Surprisingly – given Singer’s support of aid and Easterly’s non-stop critique – it’s a civil enough affair.
Easterly does an admirable job improving Singer’s drowning child metaphor, but fails elsewhere. In particular, it’s odd how little he seems to know about the actual world of development practice, and of efforts to reform it. After implying that there’s an absence of campaigns to improve aid he waxes lyrical about the need to increase the participation of aid recipients in aid projects. Good idea. But hardly new. Next time he’s in England he should stop through Sussex, and maybe see if he can get hold of these two, almost out of print, books by this, nearly unheard of, author. (He could also read this critique while he’s at it, and possibly this follow up too.)
He also condemns tied aid. Great. But once again not new. Same with fragmentation. Campaigns such as One and Make Poverty History have been raising these issues for years, and they’re at the heart of the Paris Declaration (the donor nations’ own statement of intent).
Of course, none of the issues above have been resolved yet – so all power to Mr Easterly in his efforts to keep the flame burning. But it would be nice – given his propensity to ridicule aid practitioners (the One campaign in particular) – if he acknowledged that he isn’t the only one pushing for change.

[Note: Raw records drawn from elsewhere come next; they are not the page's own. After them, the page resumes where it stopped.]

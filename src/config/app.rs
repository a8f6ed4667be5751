//! Main application configuration
//!
//! This module defines the primary configuration structures for the
//! rating engine, including TOML/environment loading and validation.

use crate::config::rating::{RatingAlgorithmKind, RatingSettings};
use anyhow::{anyhow, Context, Result};
use serde::{Deserialize, Serialize};
use std::env;
use std::path::{Path, PathBuf};

/// Main application configuration
#[derive(Debug, Clone, Serialize, Deserialize, Default)]
#[serde(default)]
pub struct AppConfig {
    pub service: ServiceSettings,
    pub rating: RatingSettings,
    pub processing: ProcessingSettings,
    pub storage: StorageSettings,
}

/// Service-level settings
#[derive(Debug, Clone, Serialize, Deserialize)]
#[serde(default)]
pub struct ServiceSettings {
    /// Service name for logging and metrics
    pub name: String,
    /// Log level (trace, debug, info, warn, error)
    pub log_level: String,
}

/// Chronological processing settings
#[derive(Debug, Clone, Serialize, Deserialize)]
#[serde(default)]
pub struct ProcessingSettings {
    /// Games between progress sink updates
    pub progress_interval: u64,
    /// Maximum operations per ranking batch commit
    pub batch_write_limit: usize,
    /// Decimal digits kept when comparing mu for ranks
    pub rank_precision_digits: u32,
    /// Index of the first season to load, 0 = earliest season
    pub start_index: usize,
}

/// Document store settings
#[derive(Debug, Clone, Serialize, Deserialize)]
#[serde(default)]
pub struct StorageSettings {
    /// JSON document store file used by the command line runner
    pub data_file: PathBuf,
}

impl Default for ServiceSettings {
    fn default() -> Self {
        Self {
            name: "league-ratings".to_string(),
            log_level: "info".to_string(),
        }
    }
}

impl Default for ProcessingSettings {
    fn default() -> Self {
        Self {
            progress_interval: 100,
            batch_write_limit: 500,
            rank_precision_digits: 6,
            start_index: 0,
        }
    }
}

impl Default for StorageSettings {
    fn default() -> Self {
        Self {
            data_file: PathBuf::from("league-data.json"),
        }
    }
}

impl AppConfig {
    /// Load configuration from a TOML file
    pub fn from_file(path: &Path) -> Result<Self> {
        let raw = std::fs::read_to_string(path)
            .with_context(|| format!("Failed to read config file {}", path.display()))?;
        let config: AppConfig = toml::from_str(&raw)
            .with_context(|| format!("Failed to parse config file {}", path.display()))?;

        validate_config(&config)?;
        Ok(config)
    }

    /// Load configuration from environment variables with fallback to defaults
    pub fn from_env() -> Result<Self> {
        let mut config = Self::default();

        // Service settings
        if let Ok(name) = env::var("SERVICE_NAME") {
            config.service.name = name;
        }
        if let Ok(log_level) = env::var("LOG_LEVEL") {
            config.service.log_level = log_level;
        }

        // Rating settings
        if let Ok(algorithm) = env::var("RATING_ALGORITHM") {
            config.rating.algorithm = algorithm.parse::<RatingAlgorithmKind>()?;
        }
        if let Ok(enabled) = env::var("DECAY_ENABLED") {
            config.rating.decay.enabled = enabled
                .parse()
                .map_err(|_| anyhow!("Invalid DECAY_ENABLED value: {}", enabled))?;
        }
        if let Ok(factor) = env::var("DECAY_FACTOR") {
            config.rating.decay.factor = factor
                .parse()
                .map_err(|_| anyhow!("Invalid DECAY_FACTOR value: {}", factor))?;
        }
        if let Ok(k_factor) = env::var("ELO_K_FACTOR") {
            config.rating.elo.k_factor = k_factor
                .parse()
                .map_err(|_| anyhow!("Invalid ELO_K_FACTOR value: {}", k_factor))?;
        }

        // Processing settings
        if let Ok(interval) = env::var("PROGRESS_INTERVAL") {
            config.processing.progress_interval = interval
                .parse()
                .map_err(|_| anyhow!("Invalid PROGRESS_INTERVAL value: {}", interval))?;
        }
        if let Ok(limit) = env::var("BATCH_WRITE_LIMIT") {
            config.processing.batch_write_limit = limit
                .parse()
                .map_err(|_| anyhow!("Invalid BATCH_WRITE_LIMIT value: {}", limit))?;
        }
        if let Ok(start) = env::var("START_INDEX") {
            config.processing.start_index = start
                .parse()
                .map_err(|_| anyhow!("Invalid START_INDEX value: {}", start))?;
        }

        // Storage settings
        if let Ok(path) = env::var("DATA_FILE") {
            config.storage.data_file = PathBuf::from(path);
        }

        validate_config(&config)?;
        Ok(config)
    }
}

/// Validate configuration values
pub fn validate_config(config: &AppConfig) -> Result<()> {
    // Validate log level
    match config.service.log_level.to_lowercase().as_str() {
        "trace" | "debug" | "info" | "warn" | "error" => {}
        _ => return Err(anyhow!("Invalid log level: {}", config.service.log_level)),
    }

    config.rating.validate()?;

    // Validate processing settings
    if config.processing.progress_interval == 0 {
        return Err(anyhow!("Progress interval must be greater than 0"));
    }
    if config.processing.batch_write_limit == 0 {
        return Err(anyhow!("Batch write limit must be greater than 0"));
    }
    if config.processing.rank_precision_digits > 12 {
        return Err(anyhow!("Rank precision cannot exceed 12 digits"));
    }

    if config.storage.data_file.as_os_str().is_empty() {
        return Err(anyhow!("Data file path cannot be empty"));
    }

    Ok(())
}
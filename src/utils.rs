//! Utility functions for the rating engine

use chrono::{DateTime, Utc};
use uuid::Uuid;

/// Generate a new unique run ID
pub fn generate_run_id() -> Uuid {
    Uuid::new_v4()
}

/// Generate a new unique snapshot ID
pub fn generate_snapshot_id() -> Uuid {
    Uuid::new_v4()
}

/// Get the current UTC timestamp
pub fn current_timestamp() -> DateTime<Utc> {
    Utc::now()
}

/// Integer comparison key of a value rounded to `digits` decimal digits
pub fn precision_key(value: f64, digits: u32) -> i64 {
    let factor = 10f64.powi(digits as i32);
    (value * factor).round() as i64
}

More generally, Easterly’s comments are symptomatic of a larger issue – it’s surprising how few academics working on development related work really understand the work of aid agencies and NGOs: the trade offs involved; the role of politics and ideology; and the long, winding road towards (we hope) better practice. Which is a pity, because the two communities – practitioners and academics – have a lot to offer each other.